*** Opening DATA RECORDS ***

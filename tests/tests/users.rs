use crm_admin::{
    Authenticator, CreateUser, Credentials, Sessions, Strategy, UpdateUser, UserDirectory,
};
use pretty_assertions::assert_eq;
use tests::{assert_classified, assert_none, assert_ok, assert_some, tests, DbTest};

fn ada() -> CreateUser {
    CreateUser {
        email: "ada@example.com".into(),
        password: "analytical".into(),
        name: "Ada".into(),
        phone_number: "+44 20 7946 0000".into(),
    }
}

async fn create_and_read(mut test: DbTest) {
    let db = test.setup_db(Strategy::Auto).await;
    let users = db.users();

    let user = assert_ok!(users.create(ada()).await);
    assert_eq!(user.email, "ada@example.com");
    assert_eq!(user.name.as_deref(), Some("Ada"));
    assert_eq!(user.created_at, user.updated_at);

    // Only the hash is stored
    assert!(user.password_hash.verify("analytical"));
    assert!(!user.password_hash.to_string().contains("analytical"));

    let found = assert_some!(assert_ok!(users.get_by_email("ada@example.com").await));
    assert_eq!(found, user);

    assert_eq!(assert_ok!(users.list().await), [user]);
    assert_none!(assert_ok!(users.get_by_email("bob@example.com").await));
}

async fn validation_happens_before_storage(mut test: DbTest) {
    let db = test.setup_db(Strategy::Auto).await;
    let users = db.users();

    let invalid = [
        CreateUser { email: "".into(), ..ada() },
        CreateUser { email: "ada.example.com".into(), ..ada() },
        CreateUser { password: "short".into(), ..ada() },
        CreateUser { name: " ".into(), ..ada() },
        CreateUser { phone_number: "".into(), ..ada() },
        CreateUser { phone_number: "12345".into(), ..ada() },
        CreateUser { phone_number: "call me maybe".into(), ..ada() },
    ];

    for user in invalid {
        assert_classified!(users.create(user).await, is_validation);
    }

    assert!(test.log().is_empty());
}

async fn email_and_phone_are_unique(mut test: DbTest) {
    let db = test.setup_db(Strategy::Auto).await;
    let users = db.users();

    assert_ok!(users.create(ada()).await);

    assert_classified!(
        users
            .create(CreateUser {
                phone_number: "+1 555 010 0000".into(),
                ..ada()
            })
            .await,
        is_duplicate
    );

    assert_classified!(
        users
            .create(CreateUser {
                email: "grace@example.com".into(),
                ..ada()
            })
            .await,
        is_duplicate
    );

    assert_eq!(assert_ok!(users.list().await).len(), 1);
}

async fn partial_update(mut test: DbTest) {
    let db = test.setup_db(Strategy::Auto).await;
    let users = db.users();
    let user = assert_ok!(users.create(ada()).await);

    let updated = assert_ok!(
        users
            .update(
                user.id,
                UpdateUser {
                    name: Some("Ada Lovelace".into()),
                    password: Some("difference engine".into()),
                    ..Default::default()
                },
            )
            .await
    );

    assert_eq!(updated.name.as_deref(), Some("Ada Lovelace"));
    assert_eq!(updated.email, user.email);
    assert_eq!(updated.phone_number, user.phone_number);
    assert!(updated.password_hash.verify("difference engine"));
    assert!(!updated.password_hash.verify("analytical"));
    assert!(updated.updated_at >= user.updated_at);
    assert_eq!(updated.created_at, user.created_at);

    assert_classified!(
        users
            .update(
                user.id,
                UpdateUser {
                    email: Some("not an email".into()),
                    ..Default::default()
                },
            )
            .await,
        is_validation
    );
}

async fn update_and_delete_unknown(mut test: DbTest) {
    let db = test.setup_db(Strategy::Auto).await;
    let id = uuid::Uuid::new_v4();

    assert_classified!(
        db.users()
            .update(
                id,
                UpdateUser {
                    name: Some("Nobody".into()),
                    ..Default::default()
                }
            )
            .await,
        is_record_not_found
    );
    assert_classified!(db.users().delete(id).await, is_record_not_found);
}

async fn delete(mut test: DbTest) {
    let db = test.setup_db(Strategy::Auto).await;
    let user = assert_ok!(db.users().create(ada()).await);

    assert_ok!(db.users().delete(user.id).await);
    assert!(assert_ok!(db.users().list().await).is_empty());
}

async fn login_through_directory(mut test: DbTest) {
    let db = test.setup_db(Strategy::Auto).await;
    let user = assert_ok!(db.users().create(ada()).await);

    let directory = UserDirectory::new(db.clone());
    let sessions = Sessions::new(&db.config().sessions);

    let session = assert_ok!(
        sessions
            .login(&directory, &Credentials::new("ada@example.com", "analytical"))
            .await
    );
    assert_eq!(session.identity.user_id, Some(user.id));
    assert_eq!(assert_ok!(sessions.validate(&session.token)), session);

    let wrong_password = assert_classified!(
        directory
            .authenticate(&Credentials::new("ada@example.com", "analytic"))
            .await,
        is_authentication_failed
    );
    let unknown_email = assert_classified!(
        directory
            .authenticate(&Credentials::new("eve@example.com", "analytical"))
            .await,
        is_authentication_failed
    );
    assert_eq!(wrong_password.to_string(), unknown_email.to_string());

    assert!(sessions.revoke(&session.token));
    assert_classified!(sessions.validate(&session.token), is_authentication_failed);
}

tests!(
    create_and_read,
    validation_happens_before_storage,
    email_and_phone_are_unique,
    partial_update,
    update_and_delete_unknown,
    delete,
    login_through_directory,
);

*** Closing DATA RECORDS ***
*** Opening DATA RECORDS ***

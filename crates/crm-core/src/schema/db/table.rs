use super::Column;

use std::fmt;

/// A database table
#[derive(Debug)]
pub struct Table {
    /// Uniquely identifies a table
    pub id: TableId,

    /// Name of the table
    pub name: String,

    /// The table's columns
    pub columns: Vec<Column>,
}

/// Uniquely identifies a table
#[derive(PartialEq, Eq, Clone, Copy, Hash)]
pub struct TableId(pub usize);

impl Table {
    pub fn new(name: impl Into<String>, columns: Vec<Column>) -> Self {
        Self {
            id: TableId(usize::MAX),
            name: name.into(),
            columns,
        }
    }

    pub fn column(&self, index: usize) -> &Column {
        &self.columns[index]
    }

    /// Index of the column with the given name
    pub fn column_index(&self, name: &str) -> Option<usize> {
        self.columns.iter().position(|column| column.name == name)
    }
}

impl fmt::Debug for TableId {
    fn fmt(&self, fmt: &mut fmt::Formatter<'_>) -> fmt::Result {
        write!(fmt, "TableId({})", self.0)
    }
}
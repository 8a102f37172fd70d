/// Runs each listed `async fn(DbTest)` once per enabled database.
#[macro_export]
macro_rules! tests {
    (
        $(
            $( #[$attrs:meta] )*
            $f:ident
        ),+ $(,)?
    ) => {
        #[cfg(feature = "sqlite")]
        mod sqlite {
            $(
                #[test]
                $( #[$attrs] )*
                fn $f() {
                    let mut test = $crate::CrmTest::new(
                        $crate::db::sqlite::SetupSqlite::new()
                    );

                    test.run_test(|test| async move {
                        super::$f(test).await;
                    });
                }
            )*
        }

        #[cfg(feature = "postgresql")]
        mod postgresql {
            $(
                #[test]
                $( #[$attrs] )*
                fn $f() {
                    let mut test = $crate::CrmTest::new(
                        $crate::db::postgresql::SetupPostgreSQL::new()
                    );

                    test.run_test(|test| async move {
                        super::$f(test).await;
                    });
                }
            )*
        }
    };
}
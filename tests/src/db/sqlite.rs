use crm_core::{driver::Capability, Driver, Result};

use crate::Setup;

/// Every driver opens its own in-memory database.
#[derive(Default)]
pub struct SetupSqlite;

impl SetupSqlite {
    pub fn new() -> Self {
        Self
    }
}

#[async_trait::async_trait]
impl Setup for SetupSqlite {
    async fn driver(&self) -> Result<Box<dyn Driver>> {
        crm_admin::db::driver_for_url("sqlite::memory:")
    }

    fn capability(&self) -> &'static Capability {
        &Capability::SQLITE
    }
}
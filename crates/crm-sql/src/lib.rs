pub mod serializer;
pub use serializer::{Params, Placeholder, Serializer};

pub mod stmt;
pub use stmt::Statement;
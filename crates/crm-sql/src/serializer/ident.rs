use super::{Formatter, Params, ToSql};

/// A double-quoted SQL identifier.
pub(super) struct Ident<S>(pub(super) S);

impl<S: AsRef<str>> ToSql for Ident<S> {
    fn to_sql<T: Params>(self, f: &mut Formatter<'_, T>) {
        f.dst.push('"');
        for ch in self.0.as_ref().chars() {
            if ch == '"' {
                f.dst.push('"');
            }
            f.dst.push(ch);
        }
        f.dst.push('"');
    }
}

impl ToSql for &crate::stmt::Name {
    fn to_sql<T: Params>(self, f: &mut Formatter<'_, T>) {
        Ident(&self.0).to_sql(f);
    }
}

*** Closing DATA RECORDS ***
*** Opening DATA RECORDS ***

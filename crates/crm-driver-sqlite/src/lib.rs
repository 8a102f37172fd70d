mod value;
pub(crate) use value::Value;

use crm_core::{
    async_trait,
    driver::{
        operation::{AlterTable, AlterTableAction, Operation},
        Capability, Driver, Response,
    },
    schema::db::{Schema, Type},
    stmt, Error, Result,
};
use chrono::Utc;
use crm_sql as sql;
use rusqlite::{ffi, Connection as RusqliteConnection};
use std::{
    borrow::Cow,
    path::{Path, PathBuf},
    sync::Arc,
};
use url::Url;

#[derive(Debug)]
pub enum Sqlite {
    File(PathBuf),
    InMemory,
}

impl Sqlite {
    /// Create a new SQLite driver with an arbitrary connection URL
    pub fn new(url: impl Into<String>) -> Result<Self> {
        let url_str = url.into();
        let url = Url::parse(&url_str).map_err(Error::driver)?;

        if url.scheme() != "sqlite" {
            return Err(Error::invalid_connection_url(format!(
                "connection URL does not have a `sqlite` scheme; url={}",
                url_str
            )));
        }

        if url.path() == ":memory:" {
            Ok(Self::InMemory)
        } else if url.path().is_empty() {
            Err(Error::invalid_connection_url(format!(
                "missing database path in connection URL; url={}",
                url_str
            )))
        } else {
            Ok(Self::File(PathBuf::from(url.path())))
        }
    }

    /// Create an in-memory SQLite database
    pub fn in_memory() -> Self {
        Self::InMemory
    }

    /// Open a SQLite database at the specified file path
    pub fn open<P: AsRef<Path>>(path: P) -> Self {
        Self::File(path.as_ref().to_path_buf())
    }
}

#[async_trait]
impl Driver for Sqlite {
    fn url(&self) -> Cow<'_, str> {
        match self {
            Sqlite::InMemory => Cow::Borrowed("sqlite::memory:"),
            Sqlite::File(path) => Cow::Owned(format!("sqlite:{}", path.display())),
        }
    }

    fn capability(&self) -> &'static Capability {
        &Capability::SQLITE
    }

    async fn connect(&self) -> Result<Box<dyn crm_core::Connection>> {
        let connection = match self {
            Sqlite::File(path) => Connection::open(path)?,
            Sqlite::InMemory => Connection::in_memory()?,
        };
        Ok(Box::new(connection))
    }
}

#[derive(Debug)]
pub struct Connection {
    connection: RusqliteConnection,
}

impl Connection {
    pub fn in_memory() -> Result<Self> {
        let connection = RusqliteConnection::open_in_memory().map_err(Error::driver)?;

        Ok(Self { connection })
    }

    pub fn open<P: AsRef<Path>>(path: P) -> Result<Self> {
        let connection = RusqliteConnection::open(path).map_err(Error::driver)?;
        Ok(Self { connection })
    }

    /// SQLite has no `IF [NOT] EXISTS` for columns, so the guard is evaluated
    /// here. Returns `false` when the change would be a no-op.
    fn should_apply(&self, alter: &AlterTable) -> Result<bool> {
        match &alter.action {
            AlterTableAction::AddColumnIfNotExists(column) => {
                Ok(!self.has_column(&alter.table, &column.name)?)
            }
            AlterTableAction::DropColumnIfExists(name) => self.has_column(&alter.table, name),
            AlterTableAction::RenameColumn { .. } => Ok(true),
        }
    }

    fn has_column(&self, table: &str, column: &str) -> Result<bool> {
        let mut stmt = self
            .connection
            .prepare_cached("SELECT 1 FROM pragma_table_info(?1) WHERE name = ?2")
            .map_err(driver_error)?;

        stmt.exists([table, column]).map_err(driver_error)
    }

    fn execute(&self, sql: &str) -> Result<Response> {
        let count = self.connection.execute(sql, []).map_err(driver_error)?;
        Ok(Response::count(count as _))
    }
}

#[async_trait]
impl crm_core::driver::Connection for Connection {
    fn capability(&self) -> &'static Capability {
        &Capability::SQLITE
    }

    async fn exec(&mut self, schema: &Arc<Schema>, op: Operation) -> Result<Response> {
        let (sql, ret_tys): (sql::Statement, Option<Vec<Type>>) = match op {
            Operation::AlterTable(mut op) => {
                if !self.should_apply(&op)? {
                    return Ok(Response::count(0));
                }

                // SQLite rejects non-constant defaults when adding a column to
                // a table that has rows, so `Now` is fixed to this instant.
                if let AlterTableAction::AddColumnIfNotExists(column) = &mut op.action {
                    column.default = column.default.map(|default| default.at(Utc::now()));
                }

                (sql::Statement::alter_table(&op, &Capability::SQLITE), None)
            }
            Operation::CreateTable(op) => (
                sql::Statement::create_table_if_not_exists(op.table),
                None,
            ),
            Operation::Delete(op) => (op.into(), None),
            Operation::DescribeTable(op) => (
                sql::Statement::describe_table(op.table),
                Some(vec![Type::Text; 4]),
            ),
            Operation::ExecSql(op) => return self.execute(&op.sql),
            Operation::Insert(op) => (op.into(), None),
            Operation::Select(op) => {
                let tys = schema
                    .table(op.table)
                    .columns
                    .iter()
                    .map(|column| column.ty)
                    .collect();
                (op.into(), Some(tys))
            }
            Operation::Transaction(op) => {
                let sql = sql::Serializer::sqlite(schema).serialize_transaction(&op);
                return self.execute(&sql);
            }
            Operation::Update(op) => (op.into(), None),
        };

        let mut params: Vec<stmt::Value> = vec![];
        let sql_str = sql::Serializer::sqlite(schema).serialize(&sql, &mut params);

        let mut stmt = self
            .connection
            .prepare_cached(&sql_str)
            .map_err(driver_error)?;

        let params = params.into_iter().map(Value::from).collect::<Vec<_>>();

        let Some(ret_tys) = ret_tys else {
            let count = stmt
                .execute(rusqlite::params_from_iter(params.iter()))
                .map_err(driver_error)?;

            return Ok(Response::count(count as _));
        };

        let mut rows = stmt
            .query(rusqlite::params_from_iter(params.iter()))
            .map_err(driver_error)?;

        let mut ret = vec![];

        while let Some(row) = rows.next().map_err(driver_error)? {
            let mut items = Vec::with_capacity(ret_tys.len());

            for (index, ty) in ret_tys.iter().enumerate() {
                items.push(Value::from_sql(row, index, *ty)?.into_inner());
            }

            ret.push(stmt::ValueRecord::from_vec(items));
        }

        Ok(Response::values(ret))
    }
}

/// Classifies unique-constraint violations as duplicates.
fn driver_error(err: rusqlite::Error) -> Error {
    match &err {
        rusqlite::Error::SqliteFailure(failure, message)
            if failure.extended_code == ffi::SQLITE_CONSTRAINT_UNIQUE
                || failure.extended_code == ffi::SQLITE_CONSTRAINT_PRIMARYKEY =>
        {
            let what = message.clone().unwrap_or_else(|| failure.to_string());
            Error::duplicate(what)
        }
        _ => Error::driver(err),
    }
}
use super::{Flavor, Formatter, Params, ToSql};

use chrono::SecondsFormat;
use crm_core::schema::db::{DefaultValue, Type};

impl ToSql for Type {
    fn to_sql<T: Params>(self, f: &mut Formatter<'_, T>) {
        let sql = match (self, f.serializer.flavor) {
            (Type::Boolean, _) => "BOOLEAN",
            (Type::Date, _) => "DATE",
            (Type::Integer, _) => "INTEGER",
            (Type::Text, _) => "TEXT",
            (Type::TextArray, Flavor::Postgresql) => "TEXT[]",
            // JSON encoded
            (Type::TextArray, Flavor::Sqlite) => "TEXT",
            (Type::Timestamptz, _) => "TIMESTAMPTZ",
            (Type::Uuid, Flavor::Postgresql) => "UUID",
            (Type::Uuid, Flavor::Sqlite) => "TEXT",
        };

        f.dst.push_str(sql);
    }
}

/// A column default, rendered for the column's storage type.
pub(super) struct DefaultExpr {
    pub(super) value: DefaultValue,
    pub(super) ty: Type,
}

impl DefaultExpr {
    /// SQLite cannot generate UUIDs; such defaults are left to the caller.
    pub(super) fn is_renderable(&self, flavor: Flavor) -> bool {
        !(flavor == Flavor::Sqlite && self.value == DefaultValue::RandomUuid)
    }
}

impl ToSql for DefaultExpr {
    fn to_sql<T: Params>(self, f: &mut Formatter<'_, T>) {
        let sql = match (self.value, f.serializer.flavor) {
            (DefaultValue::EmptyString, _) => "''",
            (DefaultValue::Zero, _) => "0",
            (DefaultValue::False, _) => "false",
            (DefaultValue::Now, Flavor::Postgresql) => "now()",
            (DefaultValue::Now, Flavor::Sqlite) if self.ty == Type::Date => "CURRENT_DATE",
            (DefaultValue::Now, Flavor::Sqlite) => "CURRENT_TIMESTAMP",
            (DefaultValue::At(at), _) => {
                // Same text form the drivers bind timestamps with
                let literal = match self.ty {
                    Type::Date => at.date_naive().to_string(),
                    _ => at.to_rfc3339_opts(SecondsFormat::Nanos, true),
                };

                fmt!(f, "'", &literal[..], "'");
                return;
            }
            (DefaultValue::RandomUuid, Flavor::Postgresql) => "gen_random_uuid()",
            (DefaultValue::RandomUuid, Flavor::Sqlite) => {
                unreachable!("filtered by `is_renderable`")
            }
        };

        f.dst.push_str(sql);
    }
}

*** Closing DATA RECORDS ***

**HOW TO COMPLETE THIS TASK**
Show all lines from the entries that hold "Result".

**OUTPUT OF THE EXERCISE**
    fn fmt(&self, fmt: &mut fmt::Formatter<'_>) -> fmt::Result {
use crm_core::{driver::Capability, Driver, Result};
    async fn driver(&self) -> Result<Box<dyn Driver>> {
    stmt, Error, Result,
    pub fn new(url: impl Into<String>) -> Result<Self> {
    async fn connect(&self) -> Result<Box<dyn crm_core::Connection>> {
    pub fn in_memory() -> Result<Self> {
    pub fn open<P: AsRef<Path>>(path: P) -> Result<Self> {
    fn should_apply(&self, alter: &AlterTable) -> Result<bool> {
    fn has_column(&self, table: &str, column: &str) -> Result<bool> {
    fn execute(&self, sql: &str) -> Result<Response> {
    async fn exec(&mut self, schema: &Arc<Schema>, op: Operation) -> Result<Response> {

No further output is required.